Notaro is relieved to say that her health prognosis is positive after the successful surgery; the cancer hasn't spread. And it led to a communication from her estranged father. He read about her illness in the news.
"I found out through my aunt, that he found out," she says. "But I haven't talked to him yet."
Notaro, 41, grew up in Pass Christian, Miss., and outside Houston with her mother — her parents divorced when she was 6 months old. Tig is a name her older brother made up; her given name is Mathilde.
She dropped out of high school after failing three grades and, as a music lover who played guitar and drums, thought she might go into the music business. When her childhood friend Beth moved to Los Angeles with ambitions to produce sitcoms, Notaro, then in her mid-20s, tagged along. When she arrived, she discovered a wonderland of open-mike nights.
"Coffee shops, laundromats, clubs," she says of the late '90s L.A. comedy scene. "It was something I'd always wanted to do."
Notaro's humor evolved from crafted one-liners, to two- and three-minute bits and more recent avant-garde stunts, like silently pushing around a wooden stool on "Conan." Her longer stories at first seem like improvised conversation; but ultimately reveal a crafted, often cyclical structure that makes brilliant use of repetition.
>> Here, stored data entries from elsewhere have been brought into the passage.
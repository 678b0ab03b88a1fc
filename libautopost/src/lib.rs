//! Autopost - a cancellable publish loop for a pool of browser accounts
//!
//! Each cycle selects an eligible account, acquires source text, rewrites it,
//! publishes it through a human-paced browser session and waits a randomized
//! backoff before the next cycle.

pub mod accounts;
pub mod browser;
pub mod config;
pub mod db;
pub mod error;
pub mod events;
pub mod logging;
pub mod login;
pub mod orchestrator;
pub mod pipeline;
pub mod publish;
pub mod scheduling;
pub mod session;
pub mod types;

// Re-export commonly used types
pub use accounts::AccountRegistry;
pub use config::Config;
pub use db::{Database, HistoryStats, MemoryRecordSink, RecordQuery, RecordSink};
pub use error::{AutopostError, Result};
pub use events::{Event, EventBus};
pub use orchestrator::{Collaborators, Orchestrator, RunSettings};
pub use publish::{PublishAction, PublishSettings, Publisher};
pub use types::{
    Account, CyclePhase, CycleState, Eligibility, LogEntry, LogLevel, PublishRecord,
    PublishStatus, RewriteConfig, RunStatus, SessionValidity,
};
Take her piece about successive run-ins with '80s pop star Taylor Dayne, performed in May during a live staged show for "This American Life." "Tig plays on the audience's expectations in a completely masterful way," host Ira Glass says.
Notaro doesn't actually sit down to write material. Instead, she jots down a few key words on a cocktail napkin — "tube socks," for instance. She records her performances, then tweaks the routines. That's why Notaro recorded the Largo show — she never intended to make a second album that night.
"It's not my typical stand-up," Notaro says, noting that she initially wanted to edit the recording before allowing C.K. to release it. "It's me just sifting through the craziness. 'Cancer … my mother … girlfriend …' This is just so raw."
Is she concerned about being typecast as a "cancer comedian"?
"I'm aware of it, but I'm not worried," she says. "I'm not gonna start headlining the cancer comedy tour.
"Right now I just feel so open …" she says. "I don't know if it's just for this time period, in a therapeutic way, but I'm very excited. I'm also scared, but I'm very excited about life."